[Items from a data source]
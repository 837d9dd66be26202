//! File discovery and symbol loading for OMSI script projects.
//!
//! This module finds every varlist, stringvarlist, constfile, overlay and
//! script below a project directory and feeds their contents into a
//! [`SymbolStore`].
//!
//! # Example
//!
//! ```ignore
//! use omsidoc::discovery::discover;
//! use omsidoc::report::Diagnostics;
//!
//! let mut diagnostics = Diagnostics::new();
//! let result = discover("./Scripts/MAN_SD200", &mut diagnostics)?;
//! println!("Found {} files", result.files.total());
//!
//! let store = result.load(&mut diagnostics);
//! ```

mod classify;
mod loader;
mod scanner;
mod settings;

use std::path::{Path, PathBuf};

use crate::error::Result;
use crate::report::Reporter;
use crate::store::SymbolStore;

pub use classify::{classify, Category};
pub use loader::{apply_overlays, load_const_files, load_lists, load_symbols, source_name, OverlayStats};
pub use scanner::{walk, WorkingFiles, MAX_DEPTH};
pub use settings::{Settings, LEGACY_SETTINGS_FILENAME, SETTINGS_FILENAME};

/// Result of discovering files in a project.
#[derive(Debug)]
pub struct DiscoveryResult {
    /// The project root directory.
    pub root: PathBuf,

    /// The loaded settings (default if no settings file was found).
    pub settings: Settings,

    /// The settings file the settings came from, if any.
    pub settings_file: Option<PathBuf>,

    /// Discovered files, relative to `root`.
    pub files: WorkingFiles,
}

impl DiscoveryResult {
    /// Parse all discovered files into a symbol store.
    pub fn load(&self, reporter: &mut dyn Reporter) -> SymbolStore {
        load_symbols(&self.root, &self.files, reporter)
    }
}

/// Discover files in a project directory.
///
/// Loads the project's settings first, since they decide whether the walk
/// descends into subdirectories.
pub fn discover(root: impl AsRef<Path>, reporter: &mut dyn Reporter) -> Result<DiscoveryResult> {
    let root = root.as_ref().to_path_buf();
    let (settings, settings_file) = Settings::discover(&root)?;
    Ok(discover_with(root, settings, settings_file, reporter))
}

/// Discover files with settings supplied by the caller.
pub fn discover_with(
    root: PathBuf,
    settings: Settings,
    settings_file: Option<PathBuf>,
    reporter: &mut dyn Reporter,
) -> DiscoveryResult {
    let files = walk(&root, settings.recursive, reporter);

    DiscoveryResult {
        root,
        settings,
        settings_file,
        files,
    }
}
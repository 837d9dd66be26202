//! Diagnostic types for non-fatal pipeline problems.

use std::fmt;

/// A single pipeline warning.
///
/// Every problem reported while scanning and parsing is non-fatal; fatal
/// conditions are returned as [`crate::error::DocError`] instead.
#[derive(Debug, Clone, PartialEq)]
pub struct Diagnostic {
    /// Machine-readable diagnostic code (e.g. "omsidoc::truncated-block").
    pub code: String,
    /// Human-readable message.
    pub message: String,
    /// Optional help text suggesting how to fix the issue.
    pub help: Option<String>,
}

impl Diagnostic {
    /// Create a warning diagnostic.
    pub fn warning(code: impl Into<String>, message: impl Into<String>) -> Self {
        Self {
            code: code.into(),
            message: message.into(),
            help: None,
        }
    }

    /// Add help text to this diagnostic.
    pub fn with_help(mut self, help: impl Into<String>) -> Self {
        self.help = Some(help.into());
        self
    }
}

impl fmt::Display for Diagnostic {
    fn fmt(&self, f: &mut fmt::Formatter<'_>) -> fmt::Result {
        write!(f, "warning[{}]: {}", self.code, self.message)
    }
}

/// Collects diagnostics in memory.
#[derive(Debug, Clone, Default)]
pub struct Diagnostics {
    diagnostics: Vec<Diagnostic>,
}

impl Diagnostics {
    pub fn new() -> Self {
        Self::default()
    }

    pub fn push(&mut self, diagnostic: Diagnostic) {
        self.diagnostics.push(diagnostic);
    }

    /// Check if there are no diagnostics at all.
    pub fn is_empty(&self) -> bool {
        self.diagnostics.is_empty()
    }

    pub fn len(&self) -> usize {
        self.diagnostics.len()
    }

    /// Iterate over diagnostics carrying the given code.
    pub fn with_code<'a>(&'a self, code: &'a str) -> impl Iterator<Item = &'a Diagnostic> {
        self.diagnostics.iter().filter(move |d| d.code == code)
    }

    pub fn iter(&self) -> impl Iterator<Item = &Diagnostic> {
        self.diagnostics.iter()
    }
}
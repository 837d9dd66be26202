//! Parsers for OMSI script data files.
//!
//! Three line-based formats are understood:
//! - varlists and stringvarlists: one symbol name per line
//! - constfiles: `[const]` and `[newcurve]` blocks with free-text comments
//! - `.vardoc` overlays: INI-style `name=description` pairs
//!
//! Parsers never fail. Problems that matter to the user are returned next to
//! the parsed data so the caller can report them with file context.
//!
//! # Usage
//!
//! ```ignore
//! use omsidoc::parser::parse_block_file;
//!
//! let source = std::fs::read_to_string("constfile.txt")?;
//! let file = parse_block_file(&source);
//!
//! for block in file.blocks {
//!     println!("Found: {}", block.name);
//! }
//! ```

pub mod block;
pub mod ini;
pub mod list;
pub mod overlay;

pub use block::{parse_block_file, Block, BlockFile, BlockIssue, BlockKind};
pub use ini::{parse_ini, IniEntry};
pub use list::parse_list;
pub use overlay::{parse_overlay, Overlay};
pub mod build;
pub mod completions;
pub mod init;
pub mod list;

use clap::{Parser, Subcommand};

/// omsidoc - HTML reference generator for OMSI scripts
#[derive(Parser, Debug)]
#[command(name = "omsidoc")]
#[command(version, about, long_about = None)]
pub struct Cli {
    #[command(subcommand)]
    pub command: Commands,
}

#[derive(Subcommand, Debug)]
pub enum Commands {
    /// Generate the HTML reference for a script folder
    Build(build::BuildArgs),

    /// List the files a build would read
    List(list::ListArgs),

    /// Initialize a project (generates omsidoc.yaml)
    Init(init::InitArgs),

    /// Generate shell completions
    Completions(completions::CompletionsArgs),
}
//! `.vardoc` documentation overlay parser.
//!
//! An overlay is an INI-style file with a `[vars]` and a `[stringvars]`
//! section mapping variable names to descriptions:
//!
//! ```text
//! [vars]
//! Speed=Current vehicle speed in km/h
//!
//! [stringvars]
//! Destination=Text on the destination sign
//! ```
//!
//! Entries in any other section are ignored.

use std::collections::BTreeMap;

use super::ini::parse_ini;

const VARS_SECTION: &str = "vars";
const STRING_VARS_SECTION: &str = "stringvars";

/// Descriptions from one overlay file, keyed by variable name.
#[derive(Debug, Default, PartialEq)]
pub struct Overlay {
    pub vars: BTreeMap<String, String>,
    pub string_vars: BTreeMap<String, String>,
}

impl Overlay {
    pub fn len(&self) -> usize {
        self.vars.len() + self.string_vars.len()
    }

    pub fn is_empty(&self) -> bool {
        self.len() == 0
    }
}

/// Parse an overlay. A key repeated within a section keeps its last value.
pub fn parse_overlay(source: &str) -> Overlay {
    let mut overlay = Overlay::default();

    for entry in parse_ini(source) {
        if entry.in_section(VARS_SECTION) {
            overlay.vars.insert(entry.key, entry.value);
        } else if entry.in_section(STRING_VARS_SECTION) {
            overlay.string_vars.insert(entry.key, entry.value);
        }
    }

    overlay
}
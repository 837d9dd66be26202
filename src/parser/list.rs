//! Flat name-list parser.
//!
//! Varlists and stringvarlists hold one symbol name per line. Lines are
//! taken verbatim; only empty lines are dropped.

/// Parse a varlist or stringvarlist into symbol names in file order.
pub fn parse_list(source: &str) -> Vec<String> {
    source
        .lines()
        .filter(|line| !line.is_empty())
        .map(str::to_string)
        .collect()
}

**WORK REQUIRED:** The records above are to be set down again exactly as written.

**TASK ANSWER:**
repository 837d9dd66be26202
//! File discovery and symbol loading for OMSI script projects.
//!
//! This module finds every varlist, stringvarlist, constfile, overlay and
//! script below a project directory and feeds their contents into a
//! [`SymbolStore`].
//!
//! # Example
//!
//! ```ignore
//! use omsidoc::discovery::discover;
//! use omsidoc::report::Diagnostics;
//!
//! let mut diagnostics = Diagnostics::new();
//! let result = discover("./Scripts/MAN_SD200", &mut diagnostics)?;
//! println!("Found {} files", result.files.total());
//!
//! let store = result.load(&mut diagnostics);
//! ```

mod classify;
mod loader;
mod scanner;
mod settings;

use std::path::{Path, PathBuf};

use crate::error::Result;
use crate::report::Reporter;
use crate::store::SymbolStore;

pub use classify::{classify, Category};
pub use loader::{apply_overlays, load_const_files, load_lists, load_symbols, source_name, OverlayStats};
pub use scanner::{walk, WorkingFiles, MAX_DEPTH};
pub use settings::{Settings, LEGACY_SETTINGS_FILENAME, SETTINGS_FILENAME};

/// Result of discovering files in a project.
#[derive(Debug)]
pub struct DiscoveryResult {
    /// The project root directory.
    pub root: PathBuf,

    /// The loaded settings (default if no settings file was found).
    pub settings: Settings,

    /// The settings file the settings came from, if any.
    pub settings_file: Option<PathBuf>,

    /// Discovered files, relative to `root`.
    pub files: WorkingFiles,
}

impl DiscoveryResult {
    /// Parse all discovered files into a symbol store.
    pub fn load(&self, reporter: &mut dyn Reporter) -> SymbolStore {
        load_symbols(&self.root, &self.files, reporter)
    }
}

/// Discover files in a project directory.
///
/// Loads the project's settings first, since they decide whether the walk
/// descends into subdirectories.
pub fn discover(root: impl AsRef<Path>, reporter: &mut dyn Reporter) -> Result<DiscoveryResult> {
    let root = root.as_ref().to_path_buf();
    let (settings, settings_file) = Settings::discover(&root)?;
    Ok(discover_with(root, settings, settings_file, reporter))
}

/// Discover files with settings supplied by the caller.
pub fn discover_with(
    root: PathBuf,
    settings: Settings,
    settings_file: Option<PathBuf>,
    reporter: &mut dyn Reporter,
) -> DiscoveryResult {
    let files = walk(&root, settings.recursive, reporter);

    DiscoveryResult {
        root,
        settings,
        settings_file,
        files,
    }
}
repository 837d9dd66be26202
//! Diagnostic types for non-fatal pipeline problems.

use std::fmt;

/// A single pipeline warning.
///
/// Every problem reported while scanning and parsing is non-fatal; fatal
/// conditions are returned as [`crate::error::DocError`] instead.
#[derive(Debug, Clone, PartialEq)]
pub struct Diagnostic {
    /// Machine-readable diagnostic code (e.g. "omsidoc::truncated-block").
    pub code: String,
    /// Human-readable message.
    pub message: String,
    /// Optional help text suggesting how to fix the issue.
    pub help: Option<String>,
}

impl Diagnostic {
    /// Create a warning diagnostic.
    pub fn warning(code: impl Into<String>, message: impl Into<String>) -> Self {
        Self {
            code: code.into(),
            message: message.into(),
            help: None,
        }
    }

    /// Add help text to this diagnostic.
    pub fn with_help(mut self, help: impl Into<String>) -> Self {
        self.help = Some(help.into());
        self
    }
}

impl fmt::Display for Diagnostic {
    fn fmt(&self, f: &mut fmt::Formatter<'_>) -> fmt::Result {
        write!(f, "warning[{}]: {}", self.code, self.message)
    }
}

/// Collects diagnostics in memory.
#[derive(Debug, Clone, Default)]
pub struct Diagnostics {
    diagnostics: Vec<Diagnostic>,
}

impl Diagnostics {
    pub fn new() -> Self {
        Self::default()
    }

    pub fn push(&mut self, diagnostic: Diagnostic) {
        self.diagnostics.push(diagnostic);
    }

    /// Check if there are no diagnostics at all.
    pub fn is_empty(&self) -> bool {
        self.diagnostics.is_empty()
    }

    pub fn len(&self) -> usize {
        self.diagnostics.len()
    }

    /// Iterate over diagnostics carrying the given code.
    pub fn with_code<'a>(&'a self, code: &'a str) -> impl Iterator<Item = &'a Diagnostic> {
        self.diagnostics.iter().filter(move |d| d.code == code)
    }

    pub fn iter(&self) -> impl Iterator<Item = &Diagnostic> {
        self.diagnostics.iter()
    }
}
repository 837d9dd66be26202
//! Parsers for OMSI script data files.
//!
//! Three line-based formats are understood:
//! - varlists and stringvarlists: one symbol name per line
//! - constfiles: `[const]` and `[newcurve]` blocks with free-text comments
//! - `.vardoc` overlays: INI-style `name=description` pairs
//!
//! Parsers never fail. Problems that matter to the user are returned next to
//! the parsed data so the caller can report them with file context.
//!
//! # Usage
//!
//! ```ignore
//! use omsidoc::parser::parse_block_file;
//!
//! let source = std::fs::read_to_string("constfile.txt")?;
//! let file = parse_block_file(&source);
//!
//! for block in file.blocks {
//!     println!("Found: {}", block.name);
//! }
//! ```

pub mod block;
pub mod ini;
pub mod list;
pub mod overlay;

pub use block::{parse_block_file, Block, BlockFile, BlockIssue, BlockKind};
pub use ini::{parse_ini, IniEntry};
pub use list::parse_list;
pub use overlay::{parse_overlay, Overlay};
pub mod build;
pub mod completions;
pub mod init;
pub mod list;

use clap::{Parser, Subcommand};

/// omsidoc - HTML reference generator for OMSI scripts
#[derive(Parser, Debug)]
#[command(name = "omsidoc")]
#[command(version, about, long_about = None)]
pub struct Cli {
    #[command(subcommand)]
    pub command: Commands,
}

#[derive(Subcommand, Debug)]
pub enum Commands {
    /// Generate the HTML reference for a script folder
    Build(build::BuildArgs),

    /// List the files a build would read
    List(list::ListArgs),

    /// Initialize a project (generates omsidoc.yaml)
    Init(init::InitArgs),

    /// Generate shell completions
    Completions(completions::CompletionsArgs),
}
//! `.vardoc` documentation overlay parser.
//!
//! An overlay is an INI-style file with a `[vars]` and a `[stringvars]`
//! section mapping variable names to descriptions:
//!
//! ```text
//! [vars]
//! Speed=Current vehicle speed in km/h
//!
//! [stringvars]
//! Destination=Text on the destination sign
//! ```
//!
//! Entries in any other section are ignored.

use std::collections::BTreeMap;

use super::ini::parse_ini;

const VARS_SECTION: &str = "vars";
const STRING_VARS_SECTION: &str = "stringvars";

/// Descriptions from one overlay file, keyed by variable name.
#[derive(Debug, Default, PartialEq)]
pub struct Overlay {
    pub vars: BTreeMap<String, String>,
    pub string_vars: BTreeMap<String, String>,
}

impl Overlay {
    pub fn len(&self) -> usize {
        self.vars.len() + self.string_vars.len()
    }

    pub fn is_empty(&self) -> bool {
        self.len() == 0
    }
}

/// Parse an overlay. A key repeated within a section keeps its last value.
pub fn parse_overlay(source: &str) -> Overlay {
    let mut overlay = Overlay::default();

    for entry in parse_ini(source) {
        if entry.in_section(VARS_SECTION) {
            overlay.vars.insert(entry.key, entry.value);
        } else if entry.in_section(STRING_VARS_SECTION) {
            overlay.string_vars.insert(entry.key, entry.value);
        }
    }

    overlay
}
repository 837d9dd66be26202
filename src/parser/list.rs
//! Flat name-list parser.
//!
//! Varlists and stringvarlists hold one symbol name per line. Lines are
//! taken verbatim; only empty lines are dropped.

/// Parse a varlist or stringvarlist into symbol names in file order.
pub fn parse_list(source: &str) -> Vec<String> {
    source
        .lines()
        .filter(|line| !line.is_empty())
        .map(str::to_string)
        .collect()
}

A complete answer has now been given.